Perivascular accumulation of CD29+CD45R0+ memory T lymphocytes at sites of chronic inflammation such as rheumatoid synovium is commonly associated with the localized increase in the endothelial permeability. We have recently demonstrated that a direct interaction between activated CD29+CD45R0+ memory T lymphocytes and vascular endothelial cells (EC) results in the increased permeability of EC. In this report, we have investigated effects on antigen-specific T cell receptor (TcR) alpha/beta+ human T lymphocyte clones on the endothelial permeability to albumin. Our results show that CD29+CD45R0+ cloned human T lymphocytes augment endothelial permeability by a noncytolytic process requiring surface contact between T lymphocytes and EC. Both cytolytic and noncytolytic cloned T lymphocytes were capable of augmenting endothelial permeability and this process did not involve active lysis of EC. Stimulation of T lymphocytes via the CD3/TcR or CD28 molecules resulted in significant enhancement in the ability of T lymphocytes to influence endothelial permeability. Pretreatment of T lymphocytes with monoclonal antibodies directed at either CD11a/CD18 (LFA-1) or CD2 molecules or that of EC with monoclonal antibodies directed at either CD54 (ICAM-1) or CD58 (LFA-3) molecules significantly inhibited T lymphocyte-induced enhancement in endothelial permeability, thus indicating that activated T lymphocytes utilize both type-1 (CD11a/CD18CD54) and type-2 (CD2CD58) intercellular adhesion pathways to augment endothelial permeability and signals received via CD3 or CD28 molecules on T lymphocytes further enhance this process.

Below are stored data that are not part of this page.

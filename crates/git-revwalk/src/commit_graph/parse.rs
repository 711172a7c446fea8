//! Commit-graph file parsing.

use std::path::Path;

use git_hash::ObjectId;
use memmap2::Mmap;

use super::*;

/// Open and parse a commit-graph file.
pub(crate) fn open_commit_graph(path: &Path) -> Result<CommitGraph, RevWalkError> {
    let file = std::fs::File::open(path).map_err(RevWalkError::Io)?;
    let data = unsafe { Mmap::map(&file) }.map_err(RevWalkError::Io)?;

    if data.len() < 8 {
        return Err(RevWalkError::InvalidCommitGraph("file too small".into()));
    }

    // Verify signature
    if &data[0..4] != COMMIT_GRAPH_SIGNATURE {
        return Err(RevWalkError::InvalidCommitGraph(
            "invalid signature".into(),
        ));
    }

    // Version byte
    let version = data[4];
    if version != 1 {
        return Err(RevWalkError::InvalidCommitGraph(format!(
            "unsupported version: {}",
            version
        )));
    }

    // Hash version: 1 = SHA-1 (20 bytes), 2 = SHA-256 (32 bytes)
    let hash_version = data[5];
    let hash_len = match hash_version {
        1 => 20,
        2 => 32,
        _ => {
            return Err(RevWalkError::InvalidCommitGraph(format!(
                "unsupported hash version: {}",
                hash_version
            )))
        }
    };

    // Number of chunks
    let num_chunks = data[6] as usize;

    // Parse chunk table of contents (starts at offset 8).
    // Each entry: 4-byte chunk ID + 8-byte offset.
    let toc_start = 8;
    let toc_entry_size = 12;

    if data.len() < toc_start + (num_chunks + 1) * toc_entry_size {
        return Err(RevWalkError::InvalidCommitGraph(
            "truncated chunk TOC".into(),
        ));
    }

    let mut oid_fanout_offset: Option<usize> = None;
    let mut oid_lookup_offset: Option<usize> = None;
    let mut commit_data_offset: Option<usize> = None;
    let mut extra_edges_offset: Option<usize> = None;

    for i in 0..num_chunks {
        let entry_offset = toc_start + i * toc_entry_size;
        let chunk_id = u32::from_be_bytes([
            data[entry_offset],
            data[entry_offset + 1],
            data[entry_offset + 2],
            data[entry_offset + 3],
        ]);
        let offset = u64::from_be_bytes([
            data[entry_offset + 4],
            data[entry_offset + 5],
            data[entry_offset + 6],
            data[entry_offset + 7],
            data[entry_offset + 8],
            data[entry_offset + 9],
            data[entry_offset + 10],
            data[entry_offset + 11],
        ]) as usize;

        match chunk_id {
            CHUNK_OID_FANOUT => oid_fanout_offset = Some(offset),
            CHUNK_OID_LOOKUP => oid_lookup_offset = Some(offset),
            CHUNK_COMMIT_DATA => commit_data_offset = Some(offset),
            CHUNK_EXTRA_EDGES => extra_edges_offset = Some(offset),
            _ => {} // Unknown chunks are ignored per spec.
        }
    }

    let oid_fanout_offset = oid_fanout_offset.ok_or_else(|| {
        RevWalkError::InvalidCommitGraph("missing OID Fanout chunk".into())
    })?;
    let oid_lookup_offset = oid_lookup_offset.ok_or_else(|| {
        RevWalkError::InvalidCommitGraph("missing OID Lookup chunk".into())
    })?;
    let commit_data_offset = commit_data_offset.ok_or_else(|| {
        RevWalkError::InvalidCommitGraph("missing Commit Data chunk".into())
    })?;

    // Read num_commits from the last entry of the fanout table (256 entries * 4 bytes each).
    let fanout_last = oid_fanout_offset + 255 * 4;
    if data.len() < fanout_last + 4 {
        return Err(RevWalkError::InvalidCommitGraph(
            "truncated fanout table".into(),
        ));
    }
    let num_commits = u32::from_be_bytes([
        data[fanout_last],
        data[fanout_last + 1],
        data[fanout_last + 2],
        data[fanout_last + 3],
    ]);

    Ok(CommitGraph {
        data,
        num_commits,
        oid_fanout_offset,
        oid_lookup_offset,
        commit_data_offset,
        extra_edges_offset,
        hash_len,
    })
}

/// Look up a commit in the graph by OID using binary search.
pub(crate) fn lookup_commit(graph: &CommitGraph, oid: &ObjectId) -> Option<CommitGraphEntry> {
    let pos = find_oid_position(graph, oid)?;
    read_commit_data(graph, pos)
}

/// Get the OID at a given position index.
pub(crate) fn oid_at_position(graph: &CommitGraph, pos: u32) -> Option<ObjectId> {
    let offset = graph.oid_lookup_offset + (pos as usize) * graph.hash_len;
    if offset + graph.hash_len > graph.data.len() {
        return None;
    }
    let bytes = &graph.data[offset..offset + graph.hash_len];
    let algo = if graph.hash_len == 20 {
        git_hash::HashAlgorithm::Sha1
    } else {
        git_hash::HashAlgorithm::Sha256
    };
    ObjectId::from_bytes(bytes, algo).ok()
}

/// Binary search for an OID in the lookup table.
fn find_oid_position(graph: &CommitGraph, oid: &ObjectId) -> Option<u32> {
    let hash_bytes = oid.as_bytes();
    let hash_len = graph.hash_len;

    // Narrow the search range using the fanout table before binary-searching
    // the OID Lookup chunk, same layout as the pack index fanout.
    let first_byte = hash_bytes[0] as usize;
    let fanout_entry = |i: usize| -> u32 {
        let off = graph.oid_fanout_offset + i * 4;
        u32::from_be_bytes([
            graph.data[off],
            graph.data[off + 1],
            graph.data[off + 2],
            graph.data[off + 3],
        ])
    };

    let mut lo: u32 = if first_byte == 0 { 0 } else { fanout_entry(first_byte - 1) };
    let mut hi: u32 = fanout_entry(first_byte).min(graph.num_commits);

    while lo < hi {
        let mid = lo + (hi - lo) / 2;
        let offset = graph.oid_lookup_offset + (mid as usize) * hash_len;
        if offset + hash_len > graph.data.len() {
            return None;
        }
        let entry_bytes = &graph.data[offset..offset + hash_len];

        match entry_bytes.cmp(hash_bytes) {
            std::cmp::Ordering::Equal => return Some(mid),
            std::cmp::Ordering::Less => lo = mid + 1,
            std::cmp::Ordering::Greater => hi = mid,
        }
    }

    None
}

/// Read commit data at the given position.
fn read_commit_data(graph: &CommitGraph, pos: u32) -> Option<CommitGraphEntry> {
    let hash_len = graph.hash_len;
    // Each commit data entry is: hash_len (tree OID) + 4 (parent1) + 4 (parent2)
    //   + 4 (generation + top bits of date) + 4 (bottom 32 bits of date)
    let entry_size = hash_len + 16;
    let offset = graph.commit_data_offset + (pos as usize) * entry_size;

    if offset + entry_size > graph.data.len() {
        return None;
    }

    // Tree OID
    let tree_bytes = &graph.data[offset..offset + hash_len];
    let algo = if hash_len == 20 {
        git_hash::HashAlgorithm::Sha1
    } else {
        git_hash::HashAlgorithm::Sha256
    };
    let tree_oid = ObjectId::from_bytes(tree_bytes, algo).ok()?;

    // Parent 1 (4 bytes, big-endian index or PARENT_NONE)
    let p1_offset = offset + hash_len;
    let parent1 = u32::from_be_bytes([
        graph.data[p1_offset],
        graph.data[p1_offset + 1],
        graph.data[p1_offset + 2],
        graph.data[p1_offset + 3],
    ]);

    // Parent 2 (4 bytes)
    let p2_offset = p1_offset + 4;
    let parent2 = u32::from_be_bytes([
        graph.data[p2_offset],
        graph.data[p2_offset + 1],
        graph.data[p2_offset + 2],
        graph.data[p2_offset + 3],
    ]);

    // Generation + date top bits (4 bytes)
    let gen_date_offset = p2_offset + 4;
    let gen_date = u32::from_be_bytes([
        graph.data[gen_date_offset],
        graph.data[gen_date_offset + 1],
        graph.data[gen_date_offset + 2],
        graph.data[gen_date_offset + 3],
    ]);

    // Date bottom 32 bits
    let date_low_offset = gen_date_offset + 4;
    let date_low = u32::from_be_bytes([
        graph.data[date_low_offset],
        graph.data[date_low_offset + 1],
        graph.data[date_low_offset + 2],
        graph.data[date_low_offset + 3],
    ]);

    // Generation number is top 30 bits of gen_date.
    let generation = gen_date >> 2;

    // Commit time: top 2 bits from gen_date + bottom 32 bits from date_low.
    let date_high = ((gen_date & 0x3) as u64) << 32;
    let commit_time = (date_high | date_low as u64) as i64;

    // Resolve parent OIDs.
    const PARENT_NONE: u32 = 0x7000_0000;
    const PARENT_EXTRA_EDGE: u32 = 0x8000_0000;

    let mut parent_oids = Vec::new();

    if parent1 != PARENT_NONE {
        if let Some(oid) = graph.oid_at(parent1) {
            parent_oids.push(oid);
        }
    }

    if parent2 != PARENT_NONE {
        if parent2 & PARENT_EXTRA_EDGE != 0 {
            // Octopus merge: follow the extra edge list.
            let extra_idx = (parent2 & !PARENT_EXTRA_EDGE) as usize;
            if let Some(extra_offset) = graph.extra_edges_offset {
                let mut idx = extra_idx;
                loop {
                    let edge_offset = extra_offset + idx * 4;
                    if edge_offset + 4 > graph.data.len() {
                        break;
                    }
                    let edge_val = u32::from_be_bytes([
                        graph.data[edge_offset],
                        graph.data[edge_offset + 1],
                        graph.data[edge_offset + 2],
                        graph.data[edge_offset + 3],
                    ]);
                    let is_last = edge_val & 0x8000_0000 != 0;
                    let parent_idx = edge_val & 0x7FFF_FFFF;
                    if let Some(oid) = graph.oid_at(parent_idx) {
                        parent_oids.push(oid);
                    }
                    if is_last {
                        break;
                    }
                    idx += 1;
                }
            }
        } else if let Some(oid) = graph.oid_at(parent2) {
            parent_oids.push(oid);
        }
    }

    Some(CommitGraphEntry {
        tree_oid,
        parent_oids,
        generation,
        commit_time,
    })
}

Furthermore, proinflammatory cytokines interleukin 1 and tumor necrosis factor but not proinflammatory cytokines interleukin 1 and tumor necrosis factor but not interleukin 6 induced resistance in EC to T lymphocyte-mediated effects on their permeability. Collectively, these observations may provide insights into molecular mechanism(s) underlying pathophysiology of localized chronic inflammatory responses in general and more specifically selective accumulation of chronically activated memory T lymphocytes at sites of chronic inflammation.